They say that – when the going gets tough, the tough get going. Well, when the going gets tough for Bipolar Bears; Bipolar Bears get going too…right out of town. Of course, flight – in whatever form – provides only short-term comfort since the problem you avoid today is the problem that will perpetually reappear until you confront it.
Manic Depression has given me more gifts than I can count, but perhaps the most significant is – the gift of desperation.
When you live in comfort, the seductive allure of escape is everywhere. If all you hold dear is taken away, even your faith in your own sanity, escape becomes increasingly difficult until at last it is impossible. At that moment one experiences a kind of blinding clarity – something perfect and exquisite, terrible and joyful in its beauty. Absolute zero.
Life itself becomes binary – one must choose between struggle and death. If one chooses struggle – and sadly, so many don’t – one must face the truth, however terrifying and distasteful. The resultant education can be overwhelming, the work required may seem impossible, but one soldiers on anyway. You just don’t give up.
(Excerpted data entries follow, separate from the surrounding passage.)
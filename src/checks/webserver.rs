//! Web server liveness check.
//!
//! Two stages: the web server must have at least one running process, and it
//! must answer a GET on the loopback interface within the configured timeout.
//! No processes means no HTTP request is attempted.

use std::sync::Arc;
use std::time::Instant;

use crate::config::WebServerConfig;
use crate::report::CheckResult;

use super::process::ProcessEnumerator;

pub const CHECK_NAME: &str = "apache";

pub async fn check_webserver(
    processes: Arc<dyn ProcessEnumerator>,
    config: &WebServerConfig,
) -> CheckResult {
    let process_count = count_processes(processes, &config.process_name).await;

    if process_count == 0 {
        tracing::warn!(process_name = %config.process_name, "No web server processes running");
        return CheckResult::unhealthy(CHECK_NAME, "No Apache processes found")
            .with_process_count(0);
    }

    let start = Instant::now();
    let outcome = fetch(config).await;
    let elapsed = start.elapsed();

    match outcome {
        Ok(status) => {
            tracing::debug!(url = %config.url, status, process_count, "Web server responding");
            CheckResult::healthy(CHECK_NAME, "Apache responding normally")
                .with_process_count(process_count)
                .with_response_time(elapsed)
        }
        Err(e) => {
            tracing::warn!(url = %config.url, error = %e, process_count, "Web server not responding");
            CheckResult::unhealthy(CHECK_NAME, "Apache not responding to HTTP requests")
                .with_process_count(process_count)
                .with_response_time(elapsed)
        }
    }
}

/// Walks the process table on the blocking pool so the runtime keeps serving.
async fn count_processes(processes: Arc<dyn ProcessEnumerator>, pattern: &str) -> usize {
    let pattern = pattern.to_string();
    match tokio::task::spawn_blocking(move || processes.count_matching(&pattern)).await {
        Ok(count) => count,
        Err(e) => {
            tracing::error!(error = %e, "Process enumeration aborted");
            0
        }
    }
}

/// GET the probe URL; error statuses count as failures.
async fn fetch(config: &WebServerConfig) -> Result<u16, reqwest::Error> {
    let client = reqwest::Client::builder()
        .timeout(config.timeout())
        .user_agent(config.user_agent.as_str())
        .no_proxy()
        .build()?;

    let response = client.get(&config.url).send().await?.error_for_status()?;
    Ok(response.status().as_u16())
}

#[cfg(test)]
mod tests {
    use super::*;
    use std::net::SocketAddr;
    use std::sync::atomic::{AtomicUsize, Ordering};
    use std::sync::{mpsc, Mutex};
    use std::time::Duration;

    use axum::http::{header::USER_AGENT, HeaderMap, StatusCode};
    use axum::routing::get;
    use axum::Router;

    use crate::checks::testing::FixedProcesses;
    use crate::report::CheckStatus;

    async fn spawn_server(app: Router) -> SocketAddr {
        let listener = tokio::net::TcpListener::bind("127.0.0.1:0").await.unwrap();
        let addr = listener.local_addr().unwrap();
        tokio::spawn(async move {
            let _ = axum::serve(listener, app).await;
        });
        addr
    }

    fn config_for(addr: SocketAddr) -> WebServerConfig {
        WebServerConfig {
            url: format!("http://{}/", addr),
            ..WebServerConfig::default()
        }
    }

    #[tokio::test]
    async fn test_no_processes_short_circuits() {
        let hits = Arc::new(AtomicUsize::new(0));
        let counter = Arc::clone(&hits);
        let app = Router::new().route(
            "/",
            get(move || {
                counter.fetch_add(1, Ordering::SeqCst);
                async { "ok" }
            }),
        );
        let addr = spawn_server(app).await;

        let result = check_webserver(Arc::new(FixedProcesses(0)), &config_for(addr)).await;

        assert_eq!(result.status, CheckStatus::Unhealthy);
        assert_eq!(result.message, "No Apache processes found");
        assert_eq!(result.process_count, Some(0));
        assert!(result.response_time_ms.is_none());
        assert_eq!(hits.load(Ordering::SeqCst), 0);
    }

    #[tokio::test]
    async fn test_running_and_responding_is_healthy() {
        let seen_agent = Arc::new(Mutex::new(None));
        let recorder = Arc::clone(&seen_agent);
        let app = Router::new().route(
            "/",
            get(move |headers: HeaderMap| {
                let agent = headers
                    .get(USER_AGENT)
                    .and_then(|v| v.to_str().ok())
                    .map(str::to_string);
                *recorder.lock().unwrap() = agent;
                async { "Matomo" }
            }),
        );
        let addr = spawn_server(app).await;

        let result = check_webserver(Arc::new(FixedProcesses(4)), &config_for(addr)).await;

        assert_eq!(result.status, CheckStatus::Healthy);
        assert_eq!(result.message, "Apache responding normally");
        assert_eq!(result.process_count, Some(4));
        assert!(result.response_time_ms.is_some());
        assert_eq!(
            seen_agent.lock().unwrap().as_deref(),
            Some("healthcheck-internal")
        );
    }

    #[tokio::test]
    async fn test_error_status_is_unhealthy() {
        let app = Router::new().route(
            "/",
            get(|| async { (StatusCode::INTERNAL_SERVER_ERROR, "boom") }),
        );
        let addr = spawn_server(app).await;

        let result = check_webserver(Arc::new(FixedProcesses(2)), &config_for(addr)).await;

        assert_eq!(result.status, CheckStatus::Unhealthy);
        assert_eq!(result.message, "Apache not responding to HTTP requests");
        assert_eq!(result.process_count, Some(2));
    }

    #[tokio::test]
    async fn test_connection_refused_is_unhealthy() {
        let listener = std::net::TcpListener::bind("127.0.0.1:0").unwrap();
        let addr = listener.local_addr().unwrap();
        drop(listener);

        let result = check_webserver(Arc::new(FixedProcesses(1)), &config_for(addr)).await;
        assert_eq!(result.status, CheckStatus::Unhealthy);
        assert!(result.response_time_ms.is_some());
    }

    #[tokio::test]
    async fn test_slow_server_hits_timeout() {
        let app = Router::new().route(
            "/",
            get(|| async {
                tokio::time::sleep(Duration::from_secs(5)).await;
                "late"
            }),
        );
        let addr = spawn_server(app).await;
        let config = WebServerConfig {
            timeout_seconds: 1,
            ..config_for(addr)
        };

        let start = Instant::now();
        let result = check_webserver(Arc::new(FixedProcesses(1)), &config).await;

        assert_eq!(result.status, CheckStatus::Unhealthy);
        assert!(start.elapsed() < Duration::from_secs(4));
    }

    /// Returns one process once released, or zero if never released.
    struct GatedProcesses(Mutex<mpsc::Receiver<()>>);

    impl ProcessEnumerator for GatedProcesses {
        fn count_matching(&self, _pattern: &str) -> usize {
            match self.0.lock().unwrap().recv_timeout(Duration::from_secs(5)) {
                Ok(()) => 1,
                Err(_) => 0,
            }
        }
    }

    // Single-threaded runtime: the release task can only run if the process
    // walk is off the runtime thread.
    #[tokio::test(flavor = "current_thread")]
    async fn test_process_walk_does_not_block_runtime() {
        let addr = spawn_server(Router::new().route("/", get(|| async { "Matomo" }))).await;
        let (release, gate) = mpsc::channel();
        tokio::spawn(async move {
            let _ = release.send(());
        });

        let result = check_webserver(
            Arc::new(GatedProcesses(Mutex::new(gate))),
            &config_for(addr),
        )
        .await;

        assert_eq!(result.process_count, Some(1));
        assert_eq!(result.status, CheckStatus::Healthy);
    }
}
I did not experience this epiphany until I was well into my 30s, but at least I did experience it, and in doing so, began the journey of finding my true self. The archaic way to say it would be that I became a man, but I prefer to think of it as becoming a three-dimensional human being; fully aware of my power and my responsibility.
I came to understand something I have believed ever since; ultimately, the only thing of consequence one has is one’s character.